● **Raw data**
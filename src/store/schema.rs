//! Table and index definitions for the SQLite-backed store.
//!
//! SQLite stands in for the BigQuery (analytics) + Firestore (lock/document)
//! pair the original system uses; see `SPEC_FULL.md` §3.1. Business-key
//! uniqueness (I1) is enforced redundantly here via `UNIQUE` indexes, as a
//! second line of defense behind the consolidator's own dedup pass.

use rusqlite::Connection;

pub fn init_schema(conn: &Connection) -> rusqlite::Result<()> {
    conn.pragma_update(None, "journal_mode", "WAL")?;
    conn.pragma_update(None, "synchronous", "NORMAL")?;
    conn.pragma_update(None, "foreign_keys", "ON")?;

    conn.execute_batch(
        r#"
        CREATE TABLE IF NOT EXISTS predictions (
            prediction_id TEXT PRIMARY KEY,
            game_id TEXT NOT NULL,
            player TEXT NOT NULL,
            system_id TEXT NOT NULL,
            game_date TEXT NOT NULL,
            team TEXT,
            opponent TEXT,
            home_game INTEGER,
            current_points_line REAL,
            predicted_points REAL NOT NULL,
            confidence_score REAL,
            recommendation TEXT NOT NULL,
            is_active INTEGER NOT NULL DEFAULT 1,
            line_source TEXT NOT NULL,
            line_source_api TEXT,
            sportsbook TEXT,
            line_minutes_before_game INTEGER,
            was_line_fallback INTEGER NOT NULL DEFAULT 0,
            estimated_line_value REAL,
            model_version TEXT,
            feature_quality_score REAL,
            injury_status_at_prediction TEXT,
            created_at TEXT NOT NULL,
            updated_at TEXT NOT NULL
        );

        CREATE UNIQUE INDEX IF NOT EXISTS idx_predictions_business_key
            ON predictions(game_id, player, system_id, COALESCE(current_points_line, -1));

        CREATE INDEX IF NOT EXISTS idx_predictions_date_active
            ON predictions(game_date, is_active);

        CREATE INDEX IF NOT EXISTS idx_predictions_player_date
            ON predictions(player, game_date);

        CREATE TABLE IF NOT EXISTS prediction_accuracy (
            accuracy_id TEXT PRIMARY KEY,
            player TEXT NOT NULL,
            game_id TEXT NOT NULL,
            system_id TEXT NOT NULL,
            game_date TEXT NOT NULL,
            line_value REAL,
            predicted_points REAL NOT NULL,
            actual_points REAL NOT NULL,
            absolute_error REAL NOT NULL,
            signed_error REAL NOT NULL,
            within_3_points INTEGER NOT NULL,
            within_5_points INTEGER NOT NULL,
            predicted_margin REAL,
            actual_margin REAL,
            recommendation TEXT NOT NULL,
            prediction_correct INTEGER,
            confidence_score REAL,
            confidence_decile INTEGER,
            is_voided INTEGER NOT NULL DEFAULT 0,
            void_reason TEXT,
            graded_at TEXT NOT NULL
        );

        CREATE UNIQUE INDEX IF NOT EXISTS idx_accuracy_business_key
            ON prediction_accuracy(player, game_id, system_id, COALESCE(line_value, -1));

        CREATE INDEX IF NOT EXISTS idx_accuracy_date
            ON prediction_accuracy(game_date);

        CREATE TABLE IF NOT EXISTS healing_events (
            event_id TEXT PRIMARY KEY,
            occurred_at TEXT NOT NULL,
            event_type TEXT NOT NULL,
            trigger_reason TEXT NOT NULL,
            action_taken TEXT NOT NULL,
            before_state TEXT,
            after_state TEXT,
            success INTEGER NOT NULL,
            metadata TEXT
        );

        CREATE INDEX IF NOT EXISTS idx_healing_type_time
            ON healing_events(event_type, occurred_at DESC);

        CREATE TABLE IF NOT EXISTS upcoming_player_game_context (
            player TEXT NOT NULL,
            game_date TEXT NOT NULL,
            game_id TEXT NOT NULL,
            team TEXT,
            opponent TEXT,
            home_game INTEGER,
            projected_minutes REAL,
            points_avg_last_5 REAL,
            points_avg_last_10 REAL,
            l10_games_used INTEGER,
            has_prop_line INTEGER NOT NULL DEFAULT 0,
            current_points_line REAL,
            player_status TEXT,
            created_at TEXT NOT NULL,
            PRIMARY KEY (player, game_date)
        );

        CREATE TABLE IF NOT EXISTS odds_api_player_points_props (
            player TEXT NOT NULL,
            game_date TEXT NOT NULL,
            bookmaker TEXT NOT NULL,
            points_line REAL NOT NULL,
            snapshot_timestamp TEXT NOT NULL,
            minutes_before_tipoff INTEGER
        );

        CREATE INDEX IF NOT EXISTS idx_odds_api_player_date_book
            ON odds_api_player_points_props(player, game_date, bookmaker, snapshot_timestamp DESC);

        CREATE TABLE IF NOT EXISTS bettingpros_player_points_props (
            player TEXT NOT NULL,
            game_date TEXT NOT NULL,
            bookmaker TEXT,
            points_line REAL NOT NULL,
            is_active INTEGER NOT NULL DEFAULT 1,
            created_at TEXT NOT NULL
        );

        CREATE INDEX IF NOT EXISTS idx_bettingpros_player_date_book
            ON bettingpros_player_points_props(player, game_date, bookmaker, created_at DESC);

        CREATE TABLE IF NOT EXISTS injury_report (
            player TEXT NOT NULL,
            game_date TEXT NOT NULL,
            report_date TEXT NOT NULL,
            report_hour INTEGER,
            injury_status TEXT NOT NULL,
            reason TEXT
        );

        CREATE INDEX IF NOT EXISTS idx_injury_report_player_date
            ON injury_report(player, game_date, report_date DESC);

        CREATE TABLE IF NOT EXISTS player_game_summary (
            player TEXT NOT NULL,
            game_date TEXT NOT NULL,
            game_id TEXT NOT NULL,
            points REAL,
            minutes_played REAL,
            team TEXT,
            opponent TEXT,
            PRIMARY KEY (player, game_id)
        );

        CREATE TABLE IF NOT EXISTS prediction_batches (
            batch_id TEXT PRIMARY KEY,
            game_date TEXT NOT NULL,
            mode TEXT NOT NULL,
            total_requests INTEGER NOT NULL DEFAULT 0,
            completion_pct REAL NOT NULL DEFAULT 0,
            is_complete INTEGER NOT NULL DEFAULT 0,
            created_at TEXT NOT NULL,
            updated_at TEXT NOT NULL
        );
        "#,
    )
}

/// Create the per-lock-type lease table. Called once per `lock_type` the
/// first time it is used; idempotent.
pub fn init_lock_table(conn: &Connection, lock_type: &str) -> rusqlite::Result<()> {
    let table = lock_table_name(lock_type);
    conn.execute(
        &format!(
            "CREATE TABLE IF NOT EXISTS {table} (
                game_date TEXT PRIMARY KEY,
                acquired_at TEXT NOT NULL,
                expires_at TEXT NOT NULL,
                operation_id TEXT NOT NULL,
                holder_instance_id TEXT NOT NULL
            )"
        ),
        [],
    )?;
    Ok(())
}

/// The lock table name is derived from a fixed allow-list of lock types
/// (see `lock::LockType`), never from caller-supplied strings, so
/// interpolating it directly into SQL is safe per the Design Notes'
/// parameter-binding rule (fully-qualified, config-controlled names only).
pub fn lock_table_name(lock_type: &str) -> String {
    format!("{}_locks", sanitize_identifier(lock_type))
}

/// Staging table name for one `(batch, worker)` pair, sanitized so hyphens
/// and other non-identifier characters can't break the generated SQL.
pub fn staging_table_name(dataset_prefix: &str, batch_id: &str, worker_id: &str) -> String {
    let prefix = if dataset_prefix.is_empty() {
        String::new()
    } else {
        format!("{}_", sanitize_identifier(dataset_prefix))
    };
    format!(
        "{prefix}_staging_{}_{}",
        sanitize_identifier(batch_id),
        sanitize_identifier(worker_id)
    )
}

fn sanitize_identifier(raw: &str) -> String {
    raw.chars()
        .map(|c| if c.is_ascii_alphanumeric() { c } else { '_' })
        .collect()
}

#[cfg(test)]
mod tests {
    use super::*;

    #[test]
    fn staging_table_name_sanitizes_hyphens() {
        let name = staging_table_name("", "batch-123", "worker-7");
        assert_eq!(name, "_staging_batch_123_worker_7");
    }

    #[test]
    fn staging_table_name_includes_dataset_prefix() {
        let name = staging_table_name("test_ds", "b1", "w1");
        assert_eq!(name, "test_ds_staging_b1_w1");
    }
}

● **Work instructions**
Sift through the entries and copy every line with "from".

● **Exercise response**
/// The lock table name is derived from a fixed allow-list of lock types
/// (see `lock::LockType`), never from caller-supplied strings, so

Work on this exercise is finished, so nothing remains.